If you have ever tried to lose weight using the Weight Watcher system, you know about counting points. A fairly simple method since Weight Watchers has so many common foods and popular restaurant menu items included in their data base for easy calculation.
However, it gets a little tricky when you try to figure the points for an item not on the data base. Take, for example, a Mango Key Lime Pie. (Okay, I get it. If you’re trying to lose weight, perhaps you shouldn’t even be considering a Mango Key Lime Pie. Just humor me for a second and lighten up about the pie. It was only a small piece.)
Now, where was I? Oh yeah. You’re not doing your weight loss any good if you can’t find Mango Key Lime Pie and decide to use the lowest point value listed for any of the pies included in the data base. You may fool yourself into thinking that you are staying within your allowable points, but come weigh-in day you will wonder why you are not losing.
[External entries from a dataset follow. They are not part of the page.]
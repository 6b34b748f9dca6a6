//! Observability subsystem.
//!
//! # Data Flow
//! ```text
//! Decorated calls produce:
//!     → logging.rs (structured tracing events)
//!     → metrics.rs (counters, gauges, histograms labelled by client)
//!     → instrument.rs (per-operation outcome and latency, as a wrapper)
//!
//! Consumers:
//!     → stdout via tracing-subscriber
//!     → Prometheus scrape endpoint
//! ```
//!
//! # Design Decisions
//! - Correlation is explicit: every record call takes the `TargetIdentity`
//! - Metrics are cheap; recording without an exporter is a no-op

pub mod instrument;
pub mod logging;
pub mod metrics;

pub use instrument::Instrumented;
pub use logging::init_logging;
pub use metrics::init_metrics;
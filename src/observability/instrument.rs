//! Per-operation call instrumentation as a wrapper.

use tokio::time::Instant;

use crate::callable::{Args, Callable};
use crate::contract::{Operation, TargetIdentity};
use crate::decorators::Wrapper;
use crate::observability::metrics;

/// Records call counts, outcomes and latency for every operation it wraps.
///
/// Registered outermost it sees what the caller sees; registered innermost
/// it sees every remote attempt.
#[derive(Debug, Clone)]
pub struct Instrumented {
    name: String,
}

impl Instrumented {
    pub fn new() -> Self {
        Self {
            name: "instrumentation".to_string(),
        }
    }
}

impl Default for Instrumented {
    fn default() -> Self {
        Self::new()
    }
}

impl Wrapper for Instrumented {
    fn name(&self) -> &str {
        &self.name
    }

    fn wrap(&self, call: Callable, operation: &Operation, target: &TargetIdentity) -> Callable {
        let target = target.clone();
        let operation = operation.name().to_string();

        Callable::new(move |args: Args| {
            let call = call.clone();
            let target = target.clone();
            let operation = operation.clone();
            async move {
                let start = Instant::now();
                let result = call.call(args).await;
                match &result {
                    Ok(_) => metrics::record_call(&target, &operation, "success", start),
                    Err(error) => {
                        tracing::debug!(
                            client = %target.name(),
                            operation = %operation,
                            error_kind = %error.kind(),
                            error = %error,
                            "Call failed"
                        );
                        metrics::record_call(&target, &operation, error.kind().as_str(), start);
                    }
                }
                result
            }
        })
    }
}

#[cfg(test)]
mod tests {
    use super::*;
    use crate::contract::Signature;
    use crate::error::{CallError, RemoteError};
    use serde_json::{json, Value};
    use std::time::Duration;

    fn greeting() -> Operation {
        Operation::remote(Signature::new("greeting").returns("String"))
    }

    fn target() -> TargetIdentity {
        TargetIdentity::new("GreetingService", "greetings")
    }

    #[tokio::test(start_paused = true)]
    async fn test_outcome_passes_through_on_the_runtime_clock() {
        let slow = Callable::new(|_args: Args| async {
            tokio::time::sleep(Duration::from_secs(3600)).await;
            Ok::<Value, CallError>(json!("late hello"))
        });
        let wrapped = Instrumented::new().wrap(slow, &greeting(), &target());

        let start = Instant::now();
        assert_eq!(wrapped.call(Vec::new()).await.unwrap(), json!("late hello"));
        assert_eq!(start.elapsed(), Duration::from_secs(3600));

        let failing = Callable::new(|_args: Args| async {
            Err::<Value, _>(CallError::from(RemoteError::with_status(503, "down")))
        });
        let wrapped = Instrumented::new().wrap(failing, &greeting(), &target());
        let err = wrapped.call(Vec::new()).await.unwrap_err();
        assert_eq!(err.to_string(), "remote call failed: down");
    }
}
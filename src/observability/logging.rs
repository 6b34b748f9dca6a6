//! Structured logging.
//!
//! # Responsibilities
//! - Initialize the `tracing` subscriber
//! - Pick the filter from `RUST_LOG`, falling back to the configured level
//!
//! # Design Decisions
//! - The library only emits events; installing a subscriber is the binary's call
//! - A second initialization is reported as an error, not a panic

use tracing_subscriber::util::TryInitError;
use tracing_subscriber::{fmt, layer::SubscriberExt, util::SubscriberInitExt, EnvFilter};

/// Install a registry with an env filter and a fmt layer.
///
/// `default_directives` applies when `RUST_LOG` is unset or invalid,
/// e.g. `"resilient_exchange=debug"`.
pub fn init_logging(default_directives: &str, compact: bool) -> Result<(), TryInitError> {
    let filter = EnvFilter::try_from_default_env().unwrap_or_else(|_| EnvFilter::new(default_directives));

    let registry = tracing_subscriber::registry().with(filter);
    if compact {
        registry.with(fmt::layer().compact()).try_init()
    } else {
        registry.with(fmt::layer()).try_init()
    }
}

/// Default directives for a log level from configuration.
pub fn default_directives(level: &str) -> String {
    format!("resilient_exchange={level},warn")
}

#[cfg(test)]
mod tests {
    use super::*;

    #[test]
    fn test_default_directives() {
        assert_eq!(default_directives("debug"), "resilient_exchange=debug,warn");
    }
}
Food doesn’t have the point value we want it to have. It has the point value it actually has due to its ingredients. We get that, don’t we?
So why can’t we get it that when we humans decide to make something legal or lawful, we have not, necessarily, made it right?
How long has abortion been legal now? Did that legislation make it right?
We all have an appointment with God who will judge us all in righteousness. Denying the appointment, laughing at the idea, or deciding we are the only true judges of ourselves does not cancel the appointment.
Do we really think human legislation overrules God?